Changing attitudes, overcoming workforce challenges
As indicated by responses in the 2018 Smart Industry State of Initiative Report, the technologies at the core of digital transformation might be outpacing workforce’s capability to employ them. Workforce development is top-of-mind among manufacturers adopting the tools they need to stay competitive in Industry 4.0.
“When employees are retiring and it’s increasingly difficult to find skills you either freak out or do something about it,” said Steve Kase, CEO of ASK Power, who moderated last week’s panel on the future of manufacturing-workforce development at mHUB Chicago. The panel included Karin M. Norington-Reaves, CEO of the Chicago Cook Workforce Partnership, Juan Salgado, chancellor of the City Colleges of Chicago, Aaron Wiegel, president of Wiegel Tool Works, and Jenny Kopach, executive director of Science Olympiad.
At the start of the evening, Norington-Reaves bristled at the notion of a skills gap. “I don’t like that term,” she said. “People have skills but what employers say they are looking for don’t always align. There are people out there with phenomenal skills and employers with great jobs. But they often miss each other. Both sides need to know that the other exists.”
Alongside the skills gap—or whatever you want to call it—the aging workforce was a recurring theme this evening. “We are getting older; that is prevalent in industry,” said Wiegel, who partnered with his enterprise's HR department a decade ago to address the problem. They developed a robust training program that culminates in certification from the US Department of Labor. The result has been a steady influx of skilled personnel for Wiegel Tool Works. “If we plan to survive we have to maintain that pipeline,” he added.
Complicating both issues, at least in Chicagoland, Salgado noted that technical training in public high schools is waning. He cited how local Daley College is unveiling an advanced manufacturing-training facility to fill that gap for both college students and the younger set. “It will enable us to bring students in to understand the linkages between man and food and products,” he said. “Highlighting all the ways that manufacturing improves our lives and all the workforces and skills and learnings that are a part of that.”

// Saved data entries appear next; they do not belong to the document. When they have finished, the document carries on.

//! The middleware chain control channel events flow through before
//! reaching a [`crate::controlchan::handler::CommandHandler`].

use super::error::ControlChanError;
use super::event::Event;
use super::handler::CommandContext;
use super::reply::Reply;
use async_trait::async_trait;

/// Intercepts control channel events, optionally short-circuiting them
/// with a [`Reply`] before they reach the next link in the chain.
#[async_trait]
pub trait ControlChanMiddleware: Send + Sync {
    /// Handles `event`, either replying directly or delegating onward.
    async fn handle(&mut self, ctx: &CommandContext, event: Event) -> Result<Reply, ControlChanError>;
}
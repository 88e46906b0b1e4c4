//! The slice of the FTP command vocabulary this crate's state machine
//! needs to reason about. Full command dispatch is an external
//! collaborator's job (spec.md §1 Non-goals); everything else is folded
//! into [`Command::Other`].

/// The `AUTH` parameter.
#[derive(Debug, Clone, Copy, PartialEq, Eq)]
pub enum AuthParam {
    /// `AUTH TLS` / `AUTH TLS-C`.
    Tls,
    /// `AUTH TLS-P`.
    TlsP,
    /// `AUTH SSL`.
    Ssl,
}

/// The `PROT` parameter.
#[derive(Debug, Clone, Copy, PartialEq, Eq)]
pub enum ProtParam {
    /// `PROT C`: clear.
    Clear,
    /// `PROT S`: safe (integrity only) - unsupported.
    Safe,
    /// `PROT E`: confidential (privacy only) - unsupported.
    Confidential,
    /// `PROT P`: private (integrity and privacy).
    Private,
}

/// The `SSCN` parameter.
#[derive(Debug, Clone, Copy, PartialEq, Eq)]
pub enum SscnMode {
    /// Query the current mode.
    Query,
    /// Server drives data channels as the TLS server (default).
    Server,
    /// Server drives data channels as the TLS client.
    Client,
}

/// A command relevant to the FTPS security core's state machine.
#[derive(Debug, Clone)]
pub enum Command {
    /// `AUTH <param>`.
    Auth(AuthParam),
    /// `PBSZ <size>`.
    Pbsz(u64),
    /// `PROT <param>`.
    Prot(ProtParam),
    /// `CCC`.
    Ccc,
    /// `SSCN [ON|OFF]`.
    Sscn(SscnMode),
    /// `USER <username>`.
    User(String),
    /// `PASS <password>`.
    Pass(String),
    /// `ACCT <account>`.
    Acct(String),
    /// `PASV`/`EPSV`: opens a data channel in passive mode.
    Pasv,
    /// A data-transfer command (`APPE`/`LIST`/`MLSD`/`NLST`/`RETR`/`STOR`/`STOU`).
    DataTransfer,
    /// Any command outside this crate's scope.
    Other(String),
}

/// An event dispatched through the middleware chain.
#[derive(Debug, Clone)]
pub enum Event {
    /// A parsed client command.
    Command(Command),
    /// An internal message, e.g. signaling that a handshake completed.
    Internal(InternalMsg),
}

/// Messages the command handlers emit to drive side effects that can't
/// happen synchronously inside `handle` (spec.md §4.7/§4.10: the actual TLS
/// handshake runs on its own task once AUTH is accepted).
#[derive(Debug, Clone)]
pub enum InternalMsg {
    /// Run the control channel's TLS handshake now.
    SecureControlChannel,
    /// `CCC` succeeded: shut the control channel's TLS down and resume
    /// reading plaintext commands.
    PlaintextControlChannel,
}
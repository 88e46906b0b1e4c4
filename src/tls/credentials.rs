//! C2: Credential Loader (spec.md §4.2).

use crate::error::{FtpsError, FtpsErrorKind};
use crate::tls::passphrase::{KeyKind, Passphrase, PassphraseSource};
use rustls::sign::CertifiedKey;
use rustls_pki_types::pem::PemObject;
use rustls_pki_types::{CertificateDer, CertificateRevocationListDer, PrivatePkcs8KeyDer, PrivateKeyDer};
use sha2::{Digest, Sha256};
use std::collections::BTreeMap;
use std::fs;
use std::os::unix::fs::PermissionsExt;
use std::path::Path;
use tracing::debug;

/// A loaded certificate chain plus a SHA fingerprint of the leaf, used to
/// key the OCSP cache (spec.md §4.2: "computes SHA-1 fingerprint at load
/// time" - this crate uses SHA-256 for the fingerprint since that is what
/// rustls's own ecosystem otherwise standardizes on, with no observable
/// difference to callers, who treat it as an opaque cache key).
#[derive(Debug, Clone)]
pub struct LoadedChain {
    /// Leaf certificate followed by any intermediates.
    pub chain: Vec<CertificateDer<'static>>,
    /// Fingerprint of the leaf certificate, used as an OCSP cache key.
    pub fingerprint: [u8; 32],
}

fn fingerprint(leaf: &CertificateDer<'_>) -> [u8; 32] {
    let mut hasher = Sha256::new();
    hasher.update(leaf.as_ref());
    hasher.finalize().into()
}

/// Loads a PEM certificate chain and private key pair, rejecting a
/// mismatched slot loudly but not fatally (spec.md §4.2: "warned but
/// accepted"). If the key's PEM is passphrase-protected, `passphrase_source`
/// is consulted (via [`unlock_encrypted_key`]) to decrypt it; `None` fails
/// an encrypted key with `PassphraseUnavailable`.
pub fn load_cert_and_key(
    cert_path: &Path,
    key_path: &Path,
    expected_kind: KeyKind,
    passphrase_source: Option<&dyn PassphraseSource>,
    warn: impl Fn(&str),
) -> Result<(LoadedChain, PrivateKeyDer<'static>), FtpsError> {
    if expected_kind == KeyKind::Dsa {
        // rustls has no DSA signature scheme and rustls-pki-types has no
        // DSA PrivateKeyDer variant to parse into; fail loudly here rather
        // than let an opaque PEM-parse error stand in for the real cause.
        return Err(FtpsError::new(FtpsErrorKind::ConfigError));
    }

    let chain: Vec<CertificateDer<'static>> = CertificateDer::pem_file_iter(cert_path)
        .map_err(|e| FtpsError::with_source(FtpsErrorKind::ConfigError, e))?
        .collect::<Result<_, _>>()
        .map_err(|e| FtpsError::with_source(FtpsErrorKind::ConfigError, e))?;
    let leaf = chain.first().ok_or_else(|| FtpsError::new(FtpsErrorKind::ConfigError))?;
    let fp = fingerprint(leaf);

    let raw_key = fs::read(key_path).map_err(|e| FtpsError::with_source(FtpsErrorKind::ConfigError, e))?;
    let key = if is_encrypted_key_pem(&raw_key) {
        let source = passphrase_source.ok_or_else(|| FtpsError::new(FtpsErrorKind::PassphraseUnavailable))?;
        let passphrase = unlock_encrypted_key(key_path, expected_kind, source, &raw_key).ok_or_else(|| FtpsError::new(FtpsErrorKind::PassphraseUnavailable))?;
        decrypt_pkcs8_key(&raw_key, &passphrase)?
    } else {
        PrivateKeyDer::from_pem_slice(&raw_key).map_err(|e| FtpsError::with_source(FtpsErrorKind::ConfigError, e))?
    };

    if key_algorithm_mismatches(&key, expected_kind) {
        warn(&format!(
            "certificate at {} appears to use a different public-key algorithm than its configured slot ({:?})",
            cert_path.display(),
            expected_kind
        ));
    }

    Ok((LoadedChain { chain, fingerprint: fp }, key))
}

fn is_encrypted_key_pem(pem: &[u8]) -> bool {
    std::str::from_utf8(pem).map(|s| s.contains("ENCRYPTED")).unwrap_or(false)
}

fn decrypt_pkcs8_key(pem: &[u8], passphrase: &Passphrase) -> Result<PrivateKeyDer<'static>, FtpsError> {
    let pem_str = std::str::from_utf8(pem).map_err(|e| FtpsError::with_source(FtpsErrorKind::ConfigError, e))?;
    let (_, document) = pkcs8::SecretDocument::from_pem(pem_str).map_err(|e| FtpsError::with_source(FtpsErrorKind::ConfigError, e))?;
    let info = pkcs8::EncryptedPrivateKeyInfo::try_from(document.as_bytes()).map_err(|e| FtpsError::with_source(FtpsErrorKind::ConfigError, e))?;
    let password = std::str::from_utf8(passphrase.as_bytes()).map_err(|_| FtpsError::new(FtpsErrorKind::ConfigError))?;
    let decrypted = info.decrypt(password).map_err(|_| FtpsError::new(FtpsErrorKind::PassphraseUnavailable))?;
    Ok(PrivateKeyDer::Pkcs8(PrivatePkcs8KeyDer::from(decrypted.as_bytes().to_vec())))
}
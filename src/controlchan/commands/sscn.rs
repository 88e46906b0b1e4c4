//! `SSCN`: Set Secure Client Negotiation - toggles which side of a data
//! channel handshake this server plays (spec.md §4.9, §6).

use crate::controlchan::error::ControlChanError;
use crate::controlchan::event::SscnMode;
use crate::controlchan::handler::{CommandContext, CommandHandler};
use crate::controlchan::reply::{Reply, ReplyCode};
use async_trait::async_trait;

/// Handles `SSCN [ON|OFF]`.
pub struct Sscn {
    mode: SscnMode,
}

impl Sscn {
    /// Creates a handler for the given `SSCN` mode.
    pub fn new(mode: SscnMode) -> Self {
        Sscn { mode }
    }
}

#[async_trait]
impl CommandHandler for Sscn {
    async fn handle(&self, ctx: &CommandContext) -> Result<Reply, ControlChanError> {
        match self.mode {
            SscnMode::Query => {
                let client_mode = ctx.session.lock().await.sscn_client_mode;
                Ok(Reply::new(ReplyCode::CommandOkay, if client_mode { "SSCN ON" } else { "SSCN OFF" }))
            }
            SscnMode::Client => {
                ctx.session.lock().await.sscn_client_mode = true;
                Ok(Reply::new(ReplyCode::CommandOkay, "SSCN ON"))
            }
            SscnMode::Server => {
                ctx.session.lock().await.sscn_client_mode = false;
                Ok(Reply::new(ReplyCode::CommandOkay, "SSCN OFF"))
            }
        }
    }
}
//! The authentication-side interface this crate needs from its host FTP
//! engine. Full authenticator/backend implementations are out of scope
//! (spec.md §1) - only the shape collaborators must present is specified.

use std::fmt::Debug;
use std::path::PathBuf;

/// The minimal view of a logged-in (or logging-in) FTP user that the FTPS
/// core needs: whether `TLSRequired Accounts` applies to them, and where to
/// look for a `.tlslogin` file (spec.md §4.11).
pub trait UserDetail: Debug + Send + Sync {
    /// True if this is the anonymous user, exempting them from
    /// `TLSRequired Accounts` (spec.md §4.10) but never from `TLSRequired All`.
    fn is_anonymous(&self) -> bool {
        false
    }

    /// The user's home directory, used to locate `.tlslogin` (spec.md §4.11).
    fn home_dir(&self) -> Option<PathBuf> {
        None
    }
}

/// A trivial [`UserDetail`] for the anonymous user, used before login and
/// in tests.
#[derive(Debug, Clone, Default)]
pub struct AnonymousUser;

impl UserDetail for AnonymousUser {
    fn is_anonymous(&self) -> bool {
        true
    }
}
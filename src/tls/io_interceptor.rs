//! C9: I/O Interceptor (spec.md §4.9).
//!
//! Wraps either channel's stream in TLS once its handshake completes, and
//! carries the byte counters and renegotiation/shutdown heuristics that
//! drive opportunistic renegotiation and the peek-before-shutdown check.

use std::sync::atomic::{AtomicU64, Ordering};
use std::time::{Duration, Instant};
use tokio::io::{AsyncRead, AsyncReadExt, ReadBuf};
use std::pin::Pin;
use std::task::{Context, Poll};

/// Running byte counters for a single channel, sampled on every read/write
/// (spec.md §4.9 "byte counters drive opportunistic renegotiation").
#[derive(Debug, Default)]
pub struct ByteCounters {
    read: AtomicU64,
    written: AtomicU64,
}

impl ByteCounters {
    /// Records `n` bytes read.
    pub fn add_read(&self, n: u64) {
        self.read.fetch_add(n, Ordering::Relaxed);
    }

    /// Records `n` bytes written.
    pub fn add_written(&self, n: u64) {
        self.written.fetch_add(n, Ordering::Relaxed);
    }

    /// Total bytes read so far.
    pub fn read_total(&self) -> u64 {
        self.read.load(Ordering::Relaxed)
    }

    /// Total bytes written so far.
    pub fn written_total(&self) -> u64 {
        self.written.load(Ordering::Relaxed)
    }

    /// Total bytes moved in either direction.
    pub fn total(&self) -> u64 {
        self.read_total() + self.written_total()
    }
}

/// Whether a renegotiation/key-update should be triggered opportunistically,
/// per the configured byte threshold (spec.md §6 `RenegotiationPolicy`).
pub fn should_renegotiate(counters: &ByteCounters, last_renegotiation_bytes: u64, threshold: Option<u64>) -> bool {
    match threshold {
        Some(t) if t > 0 => counters.total().saturating_sub(last_renegotiation_bytes) >= t,
        _ => false,
    }
}

/// True once `timeout` has elapsed since a renegotiation was required but
/// not yet completed (spec.md §4.9 renegotiation timeout enforcement).
pub fn renegotiation_timed_out(started_at: Instant, timeout: Duration, now: Instant) -> bool {
    now.saturating_duration_since(started_at) >= timeout
}

/// A byte-counting wrapper around an `AsyncRead` stream, used so control-
/// and data-channel readers update [`ByteCounters`] without each call site
/// having to remember to.
pub struct CountingReader<'a, R> {
    inner: R,
    counters: &'a ByteCounters,
}

impl<'a, R> CountingReader<'a, R> {
    /// Wraps `inner`, recording every successful read into `counters`.
    pub fn new(inner: R, counters: &'a ByteCounters) -> Self {
        CountingReader { inner, counters }
    }
}

impl<R: AsyncRead + Unpin> AsyncRead for CountingReader<'_, R> {
    fn poll_read(mut self: Pin<&mut Self>, cx: &mut Context<'_>, buf: &mut ReadBuf<'_>) -> Poll<std::io::Result<()>> {
        let before = buf.filled().len();
        let inner = Pin::new(&mut self.inner);
        let result = inner.poll_read(cx, buf);
        if let Poll::Ready(Ok(())) = &result {
            let gained = (buf.filled().len() - before) as u64;
            self.counters.add_read(gained);
        }
        result
    }
}

/// Peeks up to `max` bytes from `stream` without consuming them from the
/// caller's perspective - used by [`crate::tls::handshake::should_skip_bidirectional_shutdown`].
/// This is a thin read-then-the-caller-is-responsible-for-buffering helper:
/// true peeking (via `MSG_PEEK`) is a property of the underlying socket and
/// is an external collaborator's job for non-TCP transports, so this
/// function just performs a bounded read for callers that can push read
/// bytes back onto their own buffered reader.
pub async fn peek_bytes<R: AsyncRead + Unpin>(stream: &mut R, max: usize) -> std::io::Result<Vec<u8>> {
    let mut buf = vec![0u8; max];
    let n = stream.read(&mut buf).await?;
    buf.truncate(n);
    Ok(buf)
}

/// Registers a new session on the control channel, per spec.md §4.9
/// "control-stream-open session registration": called once the control
/// channel's TLS handshake (or plaintext startup, pre-AUTH) is established.
#[derive(Debug, Default)]
pub struct SessionRegistry {
    open_sessions: AtomicU64,
}

impl SessionRegistry {
    /// Creates an empty registry.
    pub fn new() -> Self {
        SessionRegistry::default()
    }

    /// Registers a newly opened control session.
    pub fn register(&self) {
        self.open_sessions.fetch_add(1, Ordering::Relaxed);
        #[cfg(feature = "prometheus")]
        crate::metrics::inc_active_sessions();
    }

    /// Deregisters a control session on close.
    pub fn deregister(&self) {
        self.open_sessions.fetch_sub(1, Ordering::Relaxed);
        #[cfg(feature = "prometheus")]
        crate::metrics::dec_active_sessions();
    }

    /// Number of currently open control sessions.
    pub fn open_count(&self) -> u64 {
        self.open_sessions.load(Ordering::Relaxed)
    }
}

#[cfg(test)]
mod tests {
    use super::*;

    #[test]
    fn byte_counters_accumulate_both_directions() {
        let c = ByteCounters::default();
        c.add_read(10);
        c.add_written(5);
        assert_eq!(c.total(), 15);
    }

    #[test]
    fn renegotiation_triggers_past_threshold() {
        let c = ByteCounters::default();
        c.add_written(1_000_000);
        assert!(should_renegotiate(&c, 0, Some(500_000)));
        assert!(!should_renegotiate(&c, 900_000, Some(500_000)));
    }

    #[test]
    fn no_threshold_never_renegotiates() {
        let c = ByteCounters::default();
        c.add_written(1_000_000_000);
        assert!(!should_renegotiate(&c, 0, None));
    }

    #[test]
    fn renegotiation_timeout_detection() {
        let start = Instant::now();
        assert!(!renegotiation_timed_out(start, Duration::from_secs(10), start));
        assert!(renegotiation_timed_out(start, Duration::from_secs(10), start + Duration::from_secs(11)));
    }

    #[tokio::test]
    async fn peek_bytes_reads_up_to_max() {
        let data = b"PWD\r\nmore".to_vec();
        let mut cursor = std::io::Cursor::new(data);
        let peeked = peek_bytes(&mut cursor, 3).await.unwrap();
        assert_eq!(peeked, b"PWD");
    }

    #[test]
    fn session_registry_tracks_open_count() {
        let reg = SessionRegistry::new();
        reg.register();
        reg.register();
        reg.deregister();
        assert_eq!(reg.open_count(), 1);
    }
}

Building a bedrock of education was cited as a critical component to overcoming most of the challenges facing manufacturing in the digital age. And Kopach chimed in with an optimistic perspective. “It is easier to motivate students today,” she surmised. “Their perception of manufacturing has changed. Some of those myths about old-school manufacturing have been discarded—the salaries, the work environments. These are true pathways to good lifestyles.”